In the Mincome experiment in rural Dauphin, Manitoba, also in the 1970s, there were also slight reductions in hours worked during the experiment. However, the only two groups who worked significantly less were new mothers and teenagers working to support their families. New mothers spent this time with their infant children, and working teenagers put significant additional time into their schooling. Under Mincome, "[t]he reduction of work effort was modest: about one per cent for men, three per cent for wives, and five per cent for unmarried women".
A 2018 study of the Alaska Permanent Fund Dividend, which has paid out an average of approximately $1,600 annually per resident (adjusted to 2019 dollars), and considered the largest scale universal basic income program in the United States, running from 1976 to the present, seems to show this belief is untrue. The researchers, Damon Jones and Ioana Marinescu, show that although there is a small decrease in work by recipients due to reasons like those in the Manitoba experiment, there has been a 17 percent increase in part-time jobs. The authors theorize that employment remained steady because of the extra income that let people buy more also increased demand for service jobs. This finding is consistent with the economic data of the time.

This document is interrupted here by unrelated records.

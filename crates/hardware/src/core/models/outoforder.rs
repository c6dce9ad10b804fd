//! Out-of-order core.
//!
//! Shares the in-order core's front end (fetch with its loop buffer, and decode)
//! and replaces its back end with renaming, reservation stations, one execution
//! unit per port, a load/store queue and a reorder buffer. One tick proceeds as
//! follows:
//! 1. **Writeback:** Completed micro-ops write their physical registers and are
//!    marked written back in the reorder buffer.
//! 2. **Front end:** Fetch, decode, rename and dispatch run against last cycle's
//!    buffer contents.
//! 3. **Execution:** Every execution unit, then the load/store queue, runs; the
//!    dispatch unit issues ready micro-ops to free ports.
//! 4. **Buffers:** Every buffer moves its tail row to its head row unless stalled.
//! 5. **Commit:** The reorder buffer retires from its head. An excepting head
//!    flushes everything and starts its exception handler.
//! 6. **Flushes:** The oldest mispredicted branch resolved this cycle outranks an
//!    early misprediction in decode; either redirects fetch and discards younger
//!    work.
//!
//! Results live in a physical register file. The architectural file is written at
//! commit and is what exception handlers and the simulator see.

use std::collections::BTreeMap;

use tracing::debug;

use crate::common::error::{Result, SimError};
use crate::common::reg::{Register, RegisterFileSet, RegisterFileStructure, RegisterType};
use crate::config::Config;
use crate::core::Core;
use crate::core::pipeline::buffer::PipelineBuffer;
use crate::core::pipeline::decode::DecodeUnit;
use crate::core::pipeline::dispatch::DispatchIssueUnit;
use crate::core::pipeline::execution_unit::{ExecutionContext, ExecutionUnit};
use crate::core::pipeline::fetch::FetchUnit;
use crate::core::pipeline::lsq::{LoadStoreQueue, LsqContext};
use crate::core::pipeline::rat::RegisterAliasTable;
use crate::core::pipeline::rename::{RenameContext, RenameUnit};
use crate::core::pipeline::rob::{CommitContext, ReorderBuffer};
use crate::core::system::System;
use crate::core::units::bru::{BranchPredictor, BranchPredictorWrapper};
use crate::core::units::lsu::Lsu;
use crate::isa::exception::ExceptionHandler;
use crate::isa::instruction::Instruction;
use crate::isa::{Architecture, ArchitectureWrapper, MacroOp};
use crate::os::Process;

const REGISTER_TYPES: [RegisterType; RegisterType::COUNT] = [
    RegisterType::General,
    RegisterType::Float,
    RegisterType::Flags,
    RegisterType::System,
];

/// Cycle-level out-of-order core.
#[derive(Debug)]
pub struct OutOfOrderCore {
    isa: ArchitectureWrapper,
    predictor: BranchPredictorWrapper,
    /// Committed state.
    registers: RegisterFileSet,
    /// Renamed state.
    physical: RegisterFileSet,
    rat: RegisterAliasTable,

    fetch: FetchUnit,
    fetch_to_decode: PipelineBuffer<MacroOp>,
    decode: DecodeUnit,
    decode_to_rename: PipelineBuffer<Instruction>,
    rename: RenameUnit,
    rename_to_dispatch: PipelineBuffer<Instruction>,
    dispatch: DispatchIssueUnit,
    issue_ports: Vec<PipelineBuffer<Instruction>>,
    units: Vec<ExecutionUnit>,
    completion: Vec<PipelineBuffer<Instruction>>,
    lsq: LoadStoreQueue,
    lsq_completion: PipelineBuffer<Instruction>,
    rob: ReorderBuffer,
    commit_width: usize,

    lsu: Lsu,
    handler: Option<ExceptionHandler>,

    ticks: u64,
    flushes: u64,
    halted: bool,
}

impl OutOfOrderCore {
    /// Creates a core at the entry point of `process`.
    ///
    /// # Arguments
    ///
    /// * `config` - Front end, predictor, port and out-of-order resource parameters.
    /// * `isa` - Architecture to decode and execute with.
    /// * `process` - Program whose initial register and stack state is applied.
    /// * `system` - Memory the initial stack contents are written to.
    ///
    /// # Errors
    ///
    /// [`SimError::Config`] if a physical register bank is not larger than the
    /// architectural bank it renames.
    pub fn new(
        config: &Config,
        isa: ArchitectureWrapper,
        process: &Process,
        system: &mut System,
    ) -> Result<Self> {
        let ooo = &config.out_of_order;
        let structure = isa.register_file_structure();
        let quantities = ooo.physical_registers.quantities();
        for (kind, (bank, &physical)) in REGISTER_TYPES.iter().zip(structure.iter().zip(&quantities)) {
            if bank.quantity > 0 && physical <= bank.quantity {
                return Err(SimError::Config(format!(
                    "{kind:?} physical registers ({physical}) must exceed the {} architectural ones",
                    bank.quantity
                )));
            }
        }
        let physical_structure: Vec<RegisterFileStructure> = structure
            .iter()
            .zip(quantities)
            .map(|(bank, quantity)| RegisterFileStructure {
                bytes: bank.bytes,
                quantity,
            })
            .collect();

        let mut registers = RegisterFileSet::new(&structure);
        let initial = isa.initial_state(process);
        initial.apply_registers(&mut registers);
        initial.apply_memory(system.data_memory.as_mut());

        let fetch = FetchUnit::new(
            process.entry(),
            process.program_byte_length(),
            config.fetch.block_size,
            config.fetch.block_cache_entries,
            config.pipeline.fetch_width,
        )
        .with_loop_buffer(config.fetch.loop_buffer_size);
        let halted = fetch.has_halted();
        let ports = config.ports.len();

        let mut core = Self {
            isa,
            predictor: BranchPredictorWrapper::new(&config.branch_predictor),
            physical: RegisterFileSet::new(&physical_structure),
            rat: RegisterAliasTable::new(&structure, &quantities),
            registers,
            fetch,
            fetch_to_decode: PipelineBuffer::new(config.pipeline.fetch_width),
            decode: DecodeUnit::new(),
            decode_to_rename: PipelineBuffer::new(config.pipeline.decode_width),
            rename: RenameUnit::new(),
            rename_to_dispatch: PipelineBuffer::new(config.pipeline.decode_width),
            dispatch: DispatchIssueUnit::new(ooo, ports, &physical_structure),
            issue_ports: (0..ports).map(|_| PipelineBuffer::new(1)).collect(),
            units: vec![ExecutionUnit::new(); ports],
            completion: (0..ports).map(|_| PipelineBuffer::new(1)).collect(),
            lsq: LoadStoreQueue::new(
                ooo.load_queue_size,
                ooo.store_queue_size,
                ooo.lsq_completion_width,
            ),
            lsq_completion: PipelineBuffer::new(ooo.lsq_completion_width),
            rob: ReorderBuffer::new(
                ooo.rob_size,
                config.fetch.loop_buffer_size,
                config.fetch.loop_detection_threshold,
            ),
            commit_width: ooo.commit_width,
            lsu: Lsu::new(),
            handler: None,
            ticks: 0,
            flushes: 0,
            halted,
        };
        core.sync_physical();
        Ok(core)
    }

    /// Address fetch will read next.
    pub const fn fetch_pc(&self) -> u64 {
        self.fetch.pc()
    }

    /// The fetch unit.
    pub const fn fetch(&self) -> &FetchUnit {
        &self.fetch
    }

    /// Returns `true` while an exception handler is running.
    pub const fn is_handling_exception(&self) -> bool {
        self.handler.is_some()
    }

    /// Returns `true` if no micro-op is in flight anywhere in the core.
    pub fn is_pipeline_empty(&self) -> bool {
        self.fetch.is_empty()
            && self.fetch_to_decode.is_empty()
            && self.decode.is_empty()
            && self.decode_to_rename.is_empty()
            && self.rename_to_dispatch.is_empty()
            && self.dispatch.is_empty()
            && self.issue_ports.iter().all(PipelineBuffer::is_empty)
            && self.units.iter().all(ExecutionUnit::is_empty)
            && self.completion.iter().all(PipelineBuffer::is_empty)
            && self.lsq.is_empty()
            && self.lsq_completion.is_empty()
            && self.rob.is_empty()
    }

    /// Copies every architectural register to the physical register it maps to.
    fn sync_physical(&mut self) {
        for kind in REGISTER_TYPES {
            for tag in 0..self.registers.bank_len(kind) {
                let reg = Register {
                    kind,
                    tag: tag as u16,
                };
                self.physical.set(self.rat.map(reg), self.registers.get(reg));
            }
        }
    }

    /// Mirrors system registers the ISA updated outside the pipeline, unless a
    /// renamed writer is in flight.
    fn refresh_system_registers(&mut self) {
        for tag in 0..self.registers.bank_len(RegisterType::System) {
            let reg = Register::system(tag as u16);
            if self.rat.is_committed(reg) {
                self.physical.set(self.rat.map(reg), self.registers.get(reg));
            }
        }
    }

    /// Moves completed micro-ops into the reorder buffer.
    fn writeback(&mut self) {
        let buffers = self.completion.iter_mut().chain(std::iter::once(&mut self.lsq_completion));
        for buffer in buffers {
            for slot in buffer.head_slots_mut() {
                let Some(uop) = slot.take() else {
                    continue;
                };
                if !uop.exception_encountered() && !uop.is_store_conditional() {
                    for (&reg, &value) in uop.destination_registers().iter().zip(uop.results()) {
                        self.physical.set(reg, value);
                    }
                }
                let _ = self.rob.writeback(uop);
            }
        }
    }

    fn commit(&mut self, system: &mut System) -> Option<Instruction> {
        let outcome = self.rob.commit(
            self.commit_width,
            &mut CommitContext {
                rat: &mut self.rat,
                registers: &mut self.registers,
                lsu: &mut self.lsu,
                lsq: &mut self.lsq,
                memory: system.data_memory.as_mut(),
            },
        );
        for uop in &outcome.conditional_stores {
            for (&reg, &value) in uop.destination_registers().iter().zip(uop.results()) {
                self.physical.set(reg, value);
            }
            self.dispatch.forward_operands(uop);
        }
        if let Some(boundary) = outcome.loop_boundary {
            self.fetch.register_loop_boundary(boundary);
        }
        if outcome.committed > 0 {
            self.isa
                .update_retired_counter(&mut self.registers, self.rob.retired());
            self.refresh_system_registers();
        }
        outcome.exception
    }

    /// Discards every in-flight micro-op after an exception.
    fn flush_all(&mut self) {
        let predictor = &mut self.predictor;
        self.rob.flush_all(&mut self.rat, predictor);
        for buffer in self
            .completion
            .iter_mut()
            .chain(self.issue_ports.iter_mut())
            .chain([&mut self.lsq_completion, &mut self.rename_to_dispatch, &mut self.decode_to_rename])
        {
            let _ = buffer.drain();
        }
        for unit in &mut self.units {
            unit.flush(predictor);
        }
        self.dispatch.flush();
        self.lsq.flush();
        self.decode.purge_flushed(predictor);
        flush_macro_ops(self.fetch_to_decode.drain(), predictor);
        self.fetch.flush(predictor);
        self.lsu.flush();
    }

    fn raise(&mut self, uop: &Instruction, system: &mut System) {
        debug!(
            address = format_args!("{:#x}", uop.instruction_address()),
            exception = ?uop.exception(),
            "exception raised"
        );
        self.flush_all();
        self.handler = Some(self.isa.handle_exception(uop, &self.registers));
        self.process_exception(system);
    }

    fn process_exception(&mut self, system: &mut System) {
        let Some(handler) = &mut self.handler else {
            return;
        };
        if !handler.tick(&mut system.handler_context()) {
            return;
        }
        let Some(result) = handler.result().cloned() else {
            return;
        };
        self.handler = None;

        if result.fatal {
            self.halted = true;
            return;
        }
        self.fetch
            .update_pc(result.instruction_address, &mut self.predictor);
        result.state_change.apply_registers(&mut self.registers);
        result.state_change.apply_memory(system.data_memory.as_mut());
        self.rob.count_retired();
        self.isa
            .update_retired_counter(&mut self.registers, self.rob.retired());
        self.sync_physical();
    }

    fn flush_if_needed(&mut self) {
        let request = self
            .units
            .iter()
            .filter_map(ExecutionUnit::flush_request)
            .min_by_key(|r| r.instruction_id);
        if let Some(request) = request {
            let after = request.instruction_id;
            let predictor = &mut self.predictor;
            self.fetch.update_pc(request.address, predictor);
            flush_macro_ops(self.fetch_to_decode.drain(), predictor);
            self.decode.purge_flushed(predictor);
            for uop in self.decode_to_rename.drain().into_iter().rev() {
                if uop.is_branch() {
                    predictor.flush(uop.instruction_address());
                }
            }
            for buffer in self
                .completion
                .iter_mut()
                .chain(self.issue_ports.iter_mut())
                .chain([&mut self.lsq_completion, &mut self.rename_to_dispatch])
            {
                buffer.retain(|uop| uop.instruction_id() <= after);
            }
            self.rob.flush(after, &mut self.rat, predictor);
            self.dispatch.purge_flushed(after);
            self.lsq.purge_flushed(after);
            for unit in &mut self.units {
                unit.purge_flushed(after, predictor);
            }
        } else if self.decode.should_flush() {
            let address = self.decode.flush_address();
            self.fetch.update_pc(address, &mut self.predictor);
            flush_macro_ops(self.fetch_to_decode.drain(), &mut self.predictor);
        } else {
            return;
        }
        self.flushes += 1;
        debug!(
            pc = format_args!("{:#x}", self.fetch.pc()),
            flushes = self.flushes,
            "pipeline flushed"
        );
    }
}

No effect was seen when it came to jobs in manufacturing, which produce exports. Essentially, the authors argue, macroeconomic effects of higher spending supported overall employment. For example, someone who uses the dividend to help with car payments can cut back on hours working as a cashier at a local grocery store. Because more people are spending more, the store must replace the worker who started working less. Meanwhile, the distribution of the dividend doesn't affect the international demand for oil and the jobs connected to it. Jones and Marinescu found instead that the larger scale of the program is what allows it to work and not dissuade people out of the workforce.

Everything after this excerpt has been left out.